Even if the units cancel out, ppm mass will give you a different number than ppm molar. A molecule of NO3 has a different mass than a molecule of H2O.

Let's look at an example:
NO3 has a molecular weight of 62 g/mole
H2O has a molecular weight of 18 g/mole

If you have an aqueous solution where you have one molecule of NO3 for every million molecules of solution, you have 1ppm _molar_.

Now let's take a look at the same solution, but with ppm _mass_:
1 molecule NO3 * 1 mole/N_A molecules * 62 g/mole = 62/N_A g
1*10^6 molecules H2O * 1 mole/N_A molecules * 18 g/mole = 18*10^6/N_A g
(For those who aren't familiar with the notation "N_A", this is Avogadro's Number. N_A = 6.022*10^23. A mole is a counting unit. There are 6.022*10^23 molecules in one mole.)

This leaves you with 62/N_A g NO3 for every 18*10^6/N_A g H2O. If you put this as a ratio, the N_A's cancel out, leaving you with
62 g NO3 / (18*10^6 g H2O)
which reduces to
3.444*10^-6 g NO3/(g H2O)

That's 3.444 ppm _mass_. A solution that is 1 ppm _molar_ NO3 is 3.444 ppm _mass_.

(Yes, I did round off slightly by saying that the solution is 1 million molecules of H2O instead of 999999 molecules of H2O and 1 molecule of NO3, but the error introduced by this assumption is on the order of 10^-6)

To summerize, ppm molar can not be used interchangably with ppm mass.
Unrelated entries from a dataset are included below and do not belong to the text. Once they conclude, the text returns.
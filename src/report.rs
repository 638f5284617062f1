//! Pluggable reporters for probe output.
//!
//! Reporters never panic and never fail a run: write errors are logged and
//! swallowed.

use crate::clock::Delta;
use crate::config::ProbeConfig;
use crate::result::{ProbeResult, SuiteResult};
use log::{info, warn};
use std::io::Write;
use std::path::PathBuf;
use std::sync::Mutex;
use std::time::Duration;

/// Trait for probe result reporters.
pub trait Reporter: Send + Sync {
    /// Called once the clock is calibrated, before any probe runs.
    fn suite_start(&self, _suite: &str, _config: &ProbeConfig, _delta: Delta) {}

    /// Called when a probe row is recorded.
    fn probe_end(&self, _result: &ProbeResult) {}

    /// Called when a suite completes.
    fn suite_end(&self, _result: &SuiteResult) {}
}

const NAME_WIDTH: usize = 28;
const ITERS_WIDTH: usize = 10;
const DURATION_WIDTH: usize = 12;
const THROUGHPUT_WIDTH: usize = 16;
const RULE: &str = "--------------------------------------------------------------------------------------------";

/// Console reporter that prints a results table to stdout.
///
/// Each row is written as one complete line so concurrent output cannot
/// interleave within a row.
pub struct ConsoleReporter {
    output_lock: Mutex<()>,
}

impl ConsoleReporter {
    pub fn new() -> Self {
        Self {
            output_lock: Mutex::new(()),
        }
    }

    /// Column headings matching [`format_row`](Self::format_row).
    fn format_header() -> String {
        format!(
            "  {:<nw$} {:>iw$} {:>dw$} {:>tw$}  params",
            "probe",
            "iters",
            "per call",
            "throughput",
            nw = NAME_WIDTH,
            iw = ITERS_WIDTH,
            dw = DURATION_WIDTH,
            tw = THROUGHPUT_WIDTH
        )
    }

    fn format_row(result: &ProbeResult) -> String {
        let name = result.name.rsplit_once('/').map_or(result.name.as_str(), |(_, n)| n);
        let params: Vec<_> = result.tags.iter().map(|(k, v)| format!("{k}={v}")).collect();
        format!(
            "  {:<nw$} {:>iw$} {:>dw$} {:>tw$}  {}",
            name,
            result.iterations,
            format_duration(result.per_call),
            format_throughput(result.throughput()),
            params.join(" "),
            nw = NAME_WIDTH,
            iw = ITERS_WIDTH,
            dw = DURATION_WIDTH,
            tw = THROUGHPUT_WIDTH
        )
        .trim_end()
        .to_string()
    }

    fn write_stdout(&self, message: &str) {
        let _guard = self.output_lock.lock().unwrap_or_else(|e| e.into_inner());
        let mut stdout = std::io::stdout().lock();
        if let Err(e) = writeln!(stdout, "{message}") {
            warn!("failed to write to stdout: {e}");
        }
    }
}

impl Default for ConsoleReporter {
    fn default() -> Self {
        Self::new()
    }
}

impl Reporter for ConsoleReporter {
    fn suite_start(&self, suite: &str, config: &ProbeConfig, delta: Delta) {
        let header = format!(
            "{RULE}\n\
             Probe Suite: {suite}\n\
             Clock delta: {delta} ({}), tolerance: {}\n\
             {RULE}\n\
             {}",
            config.calibration,
            config.error_tolerance,
            Self::format_header()
        );
        self.write_stdout(&header);
    }

    fn probe_end(&self, result: &ProbeResult) {
        self.write_stdout(&Self::format_row(result));
    }

    fn suite_end(&self, result: &SuiteResult) {
        let footer = format!(
            "{RULE}\n\
             Completed {} probes in {}\n\
             {RULE}",
            result.results.len(),
            format_duration(result.total_duration)
        );
        self.write_stdout(&footer);
    }
}

/// JSON reporter that writes `<output_dir>/<suite>.json` when the suite ends.
pub struct JsonReporter {
    output_dir: PathBuf,
}

impl JsonReporter {
    pub fn new(output_dir: impl Into<PathBuf>) -> Self {
        Self {
            output_dir: output_dir.into(),
        }
    }

    /// Path the suite's results are written to.
    pub fn path_for(&self, suite: &str) -> PathBuf {
        let sanitized = suite.replace(['/', '\\'], "_");
        self.output_dir.join(format!("{sanitized}.json"))
    }

    fn write_results(&self, result: &SuiteResult) -> crate::Result<PathBuf> {
        std::fs::create_dir_all(&self.output_dir)?;
        let path = self.path_for(&result.suite);
        let json = serde_json::to_string_pretty(result)?;
        std::fs::write(&path, json)?;
        Ok(path)
    }
}

impl Reporter for JsonReporter {
    fn suite_end(&self, result: &SuiteResult) {
        match self.write_results(result) {
            Ok(path) => info!("results written to {}", path.display()),
            Err(e) => warn!("failed to write JSON results: {e}"),
        }
    }
}

/// Combines multiple reporters.
pub struct MultiReporter {
    reporters: Vec<Box<dyn Reporter>>,
}

impl MultiReporter {
    pub fn new(reporters: Vec<Box<dyn Reporter>>) -> Self {
        Self { reporters }
    }
}

impl Reporter for MultiReporter {
    fn suite_start(&self, suite: &str, config: &ProbeConfig, delta: Delta) {
        for r in &self.reporters {
            r.suite_start(suite, config, delta);
        }
    }

    fn probe_end(&self, result: &ProbeResult) {
        for r in &self.reporters {
            r.probe_end(result);
        }
    }

    fn suite_end(&self, result: &SuiteResult) {
        for r in &self.reporters {
            r.suite_end(result);
        }
    }
}

/// Format a duration with two decimals in ns, us, ms or s.
pub fn format_duration(d: Duration) -> String {
    let secs = d.as_secs_f64();
    if secs >= 1.0 {
        format!("{:.2}s", secs)
    } else if secs >= 0.001 {
        format!("{:.2}ms", secs * 1_000.0)
    } else if secs >= 0.000_001 {
        format!("{:.2}us", secs * 1_000_000.0)
    } else {
        format!("{:.2}ns", secs * 1_000_000_000.0)
    }
}

/// Format work units per second, or `-` when there is no throughput.
pub fn format_throughput(per_sec: Option<f64>) -> String {
    match per_sec {
        Some(v) if v >= 1_000_000_000.0 => format!("{:.2}G/s", v / 1_000_000_000.0),
        Some(v) if v >= 1_000_000.0 => format!("{:.2}M/s", v / 1_000_000.0),
        Some(v) if v >= 1_000.0 => format!("{:.2}K/s", v / 1_000.0),
        Some(v) => format!("{:.0}/s", v),
        None => "-".to_string(),
    }
}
I'm not trying to argue; if ppm mass is what is assumed by aquariists then that answers my question. I just wanted to illustrate that there is a distinction between the two and that mass and molar are not equivalant.


----------



## KevinC (May 24, 2004)

Vicker3000 said:


> I'm not trying to argue; if ppm mass is what is assumed by aquariists then that answers my question. I just wanted to illustrate that there is a distinction between the two and that mass and molar are not equivalant.


OK - was your question answered or not? The above sure looks like arguing . . . I'm not sure who you are arguing with though.



KevinC said:


> ppm by default in water chemistry is mass-based.





BlueRam said:


> The basics are ppm= mg per kg which just happens to also be mg per liter if you assume that 1L=1kg.
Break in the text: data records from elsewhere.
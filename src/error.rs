//! Error types for probe runs.

use std::io;
use thiserror::Error;

/// Errors raised while calibrating, scheduling or validating a probe.
#[derive(Debug, Error)]
pub enum ProbeError {
    /// The clock never advanced within the sampling budget.
    #[error("clock calibration failed: {reason}")]
    Calibration {
        /// What the calibration loop observed
        reason: String,
    },

    /// A worker thread could not be created, so the pass was abandoned.
    #[error("failed to spawn worker {worker} of {threads}: {source}")]
    Spawn {
        /// Index of the worker that failed to start
        worker: usize,
        /// Size of the requested pool
        threads: usize,
        /// Underlying OS error
        source: io::Error,
    },

    /// The doubling loop ran out of batch sizes before the threshold was met.
    #[error("timing did not converge: {iterations} iterations took {aggregate:.3e}s, need {threshold:.3e}s")]
    NoConvergence {
        /// Batch size of the last round
        iterations: u64,
        /// Seconds taken by the last round
        aggregate: f64,
        /// Seconds the round had to reach
        threshold: f64,
    },

    /// A worker could not be pinned to the requested core.
    #[error("failed to pin worker {worker} to core {core}: {source}")]
    Affinity {
        /// Index of the worker that could not be pinned
        worker: usize,
        /// Core it was to be pinned to
        core: usize,
        /// Underlying OS error
        source: io::Error,
    },

    /// A tolerance, thread count or dimension was rejected before any work ran.
    #[error("invalid configuration: {0}")]
    InvalidConfig(String),

    /// A concurrent result disagreed with its sequential reference.
    #[error("result mismatch at {location}: expected {expected}, got {actual}")]
    Mismatch {
        /// Where the disagreement was found
        location: String,
        /// Reference value
        expected: u64,
        /// Value produced by the concurrent path
        actual: u64,
    },

    /// The last scheduling pass was abandoned; its output matrix is partial.
    #[error("scheduling pass did not complete; no result is available")]
    IncompletePass,

    /// Reading or writing a report failed.
    #[error("I/O error: {0}")]
    Io(#[from] io::Error),

    /// A report could not be encoded or decoded.
    #[error("JSON error: {0}")]
    Json(#[from] serde_json::Error),
}

/// Result alias used across the crate.
pub type Result<T> = std::result::Result<T, ProbeError>;

pub(crate) fn invalid_config(message: impl Into<String>) -> ProbeError {
    ProbeError::InvalidConfig(message.into())
}
//! Simultaneous multithreading probe.
//!
//! Every worker is pinned to the same core and increments its own array.
//! With one hardware thread per core the time grows linearly in the number
//! of workers; a core with SMT absorbs the second worker almost for free.

use crate::error::{invalid_config, ProbeError, Result};
use crate::pool::run_workers;
use crate::result::{ProbeKind, ProbeResult};
use crate::runner::ProbeRunner;
use log::warn;
use std::io;
use std::sync::atomic::{AtomicU32, Ordering};
use std::sync::Mutex;

/// Elements each worker increments per run.
pub const WORKSIZE: usize = 1 << 16;
/// Largest worker count swept by the CLI.
pub const DEFAULT_MAX_THREADS: usize = 9;

/// One private array per worker.
#[derive(Debug)]
pub struct WorkArrays {
    rows: Vec<Box<[AtomicU32]>>,
}

impl WorkArrays {
    pub fn new(workers: usize) -> Self {
        let rows = (0..workers)
            .map(|_| (0..WORKSIZE).map(|_| AtomicU32::new(0)).collect())
            .collect();
        Self { rows }
    }

    pub fn workers(&self) -> usize {
        self.rows.len()
    }

    /// Sum of all elements of worker `worker`'s array.
    pub fn total(&self, worker: usize) -> u64 {
        self.rows[worker]
            .iter()
            .map(|x| u64::from(x.load(Ordering::Relaxed)))
            .sum()
    }

    /// Run `threads` workers, each incrementing every element of its own
    /// array once. With `core` set every worker first pins itself there.
    pub fn run_pinned(&self, threads: usize, core: Option<usize>) -> Result<()> {
        if threads > self.workers() {
            return Err(invalid_config(format!(
                "{threads} workers need {threads} arrays, only {} allocated",
                self.workers()
            )));
        }

        let pin_failure: Mutex<Option<ProbeError>> = Mutex::new(None);
        run_workers("smt", threads, |worker| {
            if let Some(core) = core {
                if let Err(source) = pin_current_thread(core) {
                    let mut slot = pin_failure.lock().unwrap_or_else(|e| e.into_inner());
                    if slot.is_none() {
                        *slot = Some(ProbeError::Affinity { worker, core, source });
                    }
                    return;
                }
            }
            // Plain load/store: each array has a single writer.
            for x in self.rows[worker].iter() {
                x.store(x.load(Ordering::Relaxed).wrapping_add(1), Ordering::Relaxed);
            }
        })?;

        match pin_failure.into_inner().unwrap_or_else(|e| e.into_inner()) {
            Some(e) => Err(e),
            None => Ok(()),
        }
    }
}

/// Lowest-numbered CPU this process may run on, if affinity is supported.
#[cfg(target_os = "linux")]
pub fn first_allowed_cpu() -> Option<usize> {
    // SAFETY: cpu_set_t is a plain bitmask; sched_getaffinity writes at most
    // size_of::<cpu_set_t>() bytes into the set we own.
    unsafe {
        let mut set: libc::cpu_set_t = std::mem::zeroed();
        if libc::sched_getaffinity(0, std::mem::size_of::<libc::cpu_set_t>(), &mut set) != 0 {
            return None;
        }
        (0..libc::CPU_SETSIZE as usize).find(|&cpu| libc::CPU_ISSET(cpu, &set))
    }
}

#[cfg(not(target_os = "linux"))]
pub fn first_allowed_cpu() -> Option<usize> {
    None
}

#[cfg(target_os = "linux")]
fn pin_current_thread(core: usize) -> io::Result<()> {
    if core >= libc::CPU_SETSIZE as usize {
        return Err(io::Error::new(
            io::ErrorKind::InvalidInput,
            format!("core {core} exceeds the affinity mask"),
        ));
    }
    // SAFETY: as above; CPU_ZERO/CPU_SET only touch the set we own and
    // `core` is within its bounds.
    let ret = unsafe {
        let mut set: libc::cpu_set_t = std::mem::zeroed();
        libc::CPU_ZERO(&mut set);
        libc::CPU_SET(core, &mut set);
        libc::sched_setaffinity(0, std::mem::size_of::<libc::cpu_set_t>(), &set)
    };
    if ret != 0 {
        return Err(io::Error::last_os_error());
    }
    Ok(())
}

#[cfg(not(target_os = "linux"))]
fn pin_current_thread(_core: usize) -> io::Result<()> {
    Err(io::Error::new(
        io::ErrorKind::Unsupported,
        "thread affinity is not supported on this platform",
    ))
}

/// Time `1..=max_threads` workers sharing one core and record one row each.
pub fn probe(runner: &mut ProbeRunner, max_threads: usize) -> Result<Vec<ProbeResult>> {
    let core = first_allowed_cpu();
    if core.is_none() {
        warn!("thread affinity unavailable; smt workers run unpinned");
    }
    let arrays = WorkArrays::new(max_threads);

    let mut rows = Vec::new();
    for threads in 1..=max_threads {
        arrays.run_pinned(threads, core)?;

        let mut failure = None;
        let timing = runner.timer().time(
            || {
                if failure.is_none() {
                    if let Err(e) = arrays.run_pinned(threads, core) {
                        failure = Some(e);
                    }
                }
            },
            runner.tolerance(),
        )?;
        if let Some(e) = failure {
            return Err(e);
        }

        let result = ProbeResult::from_timing(format!("smt[t={threads}]"), ProbeKind::Smt, &timing)
            .with_work_units((threads * WORKSIZE) as u64)
            .with_tag("threads", threads)
            .with_tag("core", core.map_or_else(|| "any".to_string(), |c| c.to_string()));
        rows.push(runner.record(result).clone());
    }
    Ok(rows)
}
I don't think BlueRam or I indicated that the ppm, ppmV or ppmM were interchangeable. Both of us do have advanced chemistry degrees and I also teach Quantitative Analysis.:thumbsup:


----------



## plantbrain (Dec 15, 2003)

Seems that it is more clarification and convincing themselves. 
I have to do that often myself

Regards, 
Tom Barr


----------



## Vicker3000 (Aug 2, 2006)

KevinC said:


> OK - was your question answered or not? The above sure looks like arguing . . . I'm not sure who you are arguing with though.
> 
> 
> 
> ...


I'm sorry if I sounded argumentative; that was not my intention. I was just trying to clarify. My words weren't aimed specificly at you. Not everyone on the forums is a chemist. My question has been answered, thanks for your help. =)


----------



## BlueRam (Sep 21, 2004)

Vicker3000 said:


> I'm sorry if I sounded argumentative; that was not my intention. I was just trying to clarify. My words weren't aimed specifically at you. Not everyone on the forums is a chemist. My question has been answered, thanks for your help. =)
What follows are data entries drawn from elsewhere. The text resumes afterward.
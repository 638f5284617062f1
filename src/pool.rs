//! Scoped worker pools.

use crate::error::{invalid_config, ProbeError, Result};
use std::io;
use std::thread;

/// Run `work(worker_index)` on `threads` freshly spawned, named OS threads
/// and wait for all of them.
///
/// If any thread fails to spawn, the workers already started are joined and
/// the spawn error is returned; callers must discard whatever partial state
/// those workers produced.
pub(crate) fn run_workers<F>(label: &str, threads: usize, work: F) -> Result<()>
where
    F: Fn(usize) + Sync,
{
    run_workers_with(threads, 0, named(label), work)
}

/// Like [`run_workers`], but worker 0 runs on the calling thread once the
/// other `threads - 1` workers are spawned.
pub(crate) fn run_workers_with_caller<F>(label: &str, threads: usize, work: F) -> Result<()>
where
    F: Fn(usize) + Sync,
{
    run_workers_with(threads, 1, named(label), work)
}

/// Builder factory that names each worker `{label}-{index}`.
pub(crate) fn named(label: &str) -> impl Fn(usize) -> io::Result<thread::Builder> + '_ {
    move |worker| Ok(thread::Builder::new().name(format!("{label}-{worker}")))
}

/// Spawn workers `on_caller..threads` from `builder`, run workers
/// `0..on_caller` inline, then join.
pub(crate) fn run_workers_with<B, F>(
    threads: usize,
    on_caller: usize,
    builder: B,
    work: F,
) -> Result<()>
where
    B: Fn(usize) -> io::Result<thread::Builder>,
    F: Fn(usize) + Sync,
{
    if threads == 0 {
        return Err(invalid_config("worker thread count must be positive"));
    }

    let work = &work;
    let on_caller = on_caller.min(threads);
    thread::scope(|scope| -> Result<()> {
        for worker in on_caller..threads {
            builder(worker)
                .and_then(|b| b.spawn_scoped(scope, move || work(worker)))
                .map_err(|source| ProbeError::Spawn {
                    worker,
                    threads,
                    source,
                })?;
        }
        for worker in 0..on_caller {
            work(worker);
        }
        Ok(())
    })
}
#[cfg(test)]
mod tests {
    use super::*;
    use crate::pool::tests::failing_at;

    fn identity(dim: usize) -> Matrix {
        Matrix::from_fn(dim, |r, c| u64::from(r == c))
    }

    #[test]
    fn should_reject_dimension_not_multiple_of_block() {
        assert!(BlockLayout::from_dimension(48, 16).is_ok());
        assert!(BlockLayout::from_dimension(50, 16).is_err());
        assert!(BlockLayout::from_dimension(0, 16).is_err());
        assert!(BlockLayout::from_dimension(16, 0).is_err());
        assert!(BlockLayout::new(0, 4).is_err());
    }

    #[test]
    fn should_reject_layout_too_large_to_address() {
        for (grid, block) in [(usize::MAX, 2), (1 << 20, 1 << 20), (1 << 16, 1 << 16)] {
            assert!(
                matches!(BlockLayout::new(grid, block), Err(ProbeError::InvalidConfig(_))),
                "{grid}×{block}"
            );
        }
        assert!(BlockLayout::from_dimension(usize::MAX, 1).is_err());
        assert!(BlockLayout::new(1 << 10, 1 << 10).is_ok());
    }

    #[test]
    fn should_count_multiply_adds_for_layout() {
        let layout = BlockLayout::new(4, 16).unwrap();
        assert_eq!(layout.dim(), 64);
        assert_eq!(layout.multiply_adds(), 64 * 64 * 64);
    }

    #[test]
    fn should_reproduce_input_when_multiplied_by_identity() {
        let a = Matrix::seeded(32, 7);
        let id = identity(32);
        assert_eq!(parallel_multiply(&a, &id, 8, 3).unwrap(), a);
        assert_eq!(parallel_multiply(&id, &a, 8, 3).unwrap(), a);
    }

    #[test]
    fn should_match_reference_for_hand_checked_product() {
        let a = Matrix::from_fn(2, |r, c| (r * 2 + c + 1) as u64); // [[1,2],[3,4]]
        let b = Matrix::from_fn(2, |r, c| (r * 2 + c + 5) as u64); // [[5,6],[7,8]]
        let expected = multiply_reference(&a, &b).unwrap();
        assert_eq!(expected.as_slice(), &[19, 22, 43, 50]);
        assert_eq!(parallel_multiply(&a, &b, 1, 2).unwrap(), expected);
    }

    #[test]
    fn should_match_reference_when_single_block_shared_by_four_workers() {
        let layout = BlockLayout::new(1, 16).unwrap();
        let a = Matrix::seeded(16, 1);
        let b = Matrix::seeded(16, 2);
        let mut pass = SchedulingPass::new(layout, &a, &b).unwrap();

        pass.run(4).unwrap();
        pass.verify(&multiply_reference(&a, &b).unwrap()).unwrap();
        assert!(pass.scheduler.is_exhausted());
    }

    #[test]
    fn should_reproduce_result_when_run_twice() {
        let layout = BlockLayout::new(3, 8).unwrap();
        let a = Matrix::seeded(24, 11);
        let b = Matrix::seeded(24, 12);
        let mut pass = SchedulingPass::new(layout, &a, &b).unwrap();

        pass.run(5).unwrap();
        let first = pass.result().unwrap();
        pass.run(5).unwrap();
        assert_eq!(pass.result().unwrap(), first);
    }

    #[test]
    fn should_refuse_result_before_pass_completes() {
        let layout = BlockLayout::new(2, 2).unwrap();
        let a = Matrix::zeros(4);
        let mut pass = SchedulingPass::new(layout, &a, &a).unwrap();
        assert!(matches!(pass.result(), Err(ProbeError::IncompletePass)));

        assert!(pass.run(0).is_err());
        assert!(matches!(pass.result(), Err(ProbeError::IncompletePass)));
    }

    #[test]
    fn should_withhold_result_when_worker_fails_to_spawn() {
        let layout = BlockLayout::new(2, 4).unwrap();
        let a = Matrix::seeded(8, 5);
        let b = Matrix::seeded(8, 6);
        let mut pass = SchedulingPass::new(layout, &a, &b).unwrap();

        let err = pass.run_with(4, failing_at(2)).unwrap_err();
        assert!(matches!(err, ProbeError::Spawn { worker: 2, threads: 4, .. }));
        assert!(matches!(pass.result(), Err(ProbeError::IncompletePass)));
        assert!(matches!(
            pass.verify(&multiply_reference(&a, &b).unwrap()),
            Err(ProbeError::IncompletePass)
        ));

        pass.run(4).unwrap();
        pass.verify(&multiply_reference(&a, &b).unwrap()).unwrap();
    }

    #[test]
    fn should_return_spawn_error_instead_of_timing() {
        let layout = BlockLayout::new(2, 4).unwrap();
        let a = Matrix::seeded(8, 5);
        let timer = Timer::with_delta(crate::clock::Delta::from_secs(1e-6).unwrap());
        let mut pass = SchedulingPass::new(layout, &a, &a).unwrap();

        let err = time_pass_with(&timer, &mut pass, 3, 0.1, failing_at(0)).unwrap_err();
        assert!(matches!(err, ProbeError::Spawn { worker: 0, .. }));
        assert!(matches!(pass.result(), Err(ProbeError::IncompletePass)));
    }

    #[test]
    fn should_report_first_mismatching_element() {
        let expected = Matrix::from_fn(3, |r, c| (r + c) as u64);
        let mut data = expected.clone();
        data.data[5] += 1;

        match compare(&expected, &data) {
            Err(ProbeError::Mismatch { location, expected, actual }) => {
                assert_eq!(location, "C[1][2]");
                assert_eq!(actual, expected + 1);
            }
            other => panic!("expected mismatch, got {other:?}"),
        }
    }

    #[test]
    fn should_reject_inputs_that_do_not_fit_layout() {
        let layout = BlockLayout::new(2, 4).unwrap();
        let small = Matrix::zeros(4);
        let right = Matrix::zeros(8);
        assert!(SchedulingPass::new(layout, &small, &right).is_err());
    }

    #[test]
    fn should_wrap_on_overflow_like_reference() {
        let a = Matrix::from_fn(4, |_, _| u64::MAX);
        let b = Matrix::from_fn(4, |_, _| 3);
        let expected = multiply_reference(&a, &b).unwrap();
        assert_eq!(parallel_multiply(&a, &b, 2, 4).unwrap(), expected);
    }
}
Not everyone is a chemist but chemistry/engineering/technical is well represented here as fact checking  If you drop a decimal point beware!

Now it ppm has you thinking, the most accepted number of hardness (KH and GH) here is the German degree or drop count. Very easy to measure (like counting drops) and reasonable (roughly 0-15)....


----------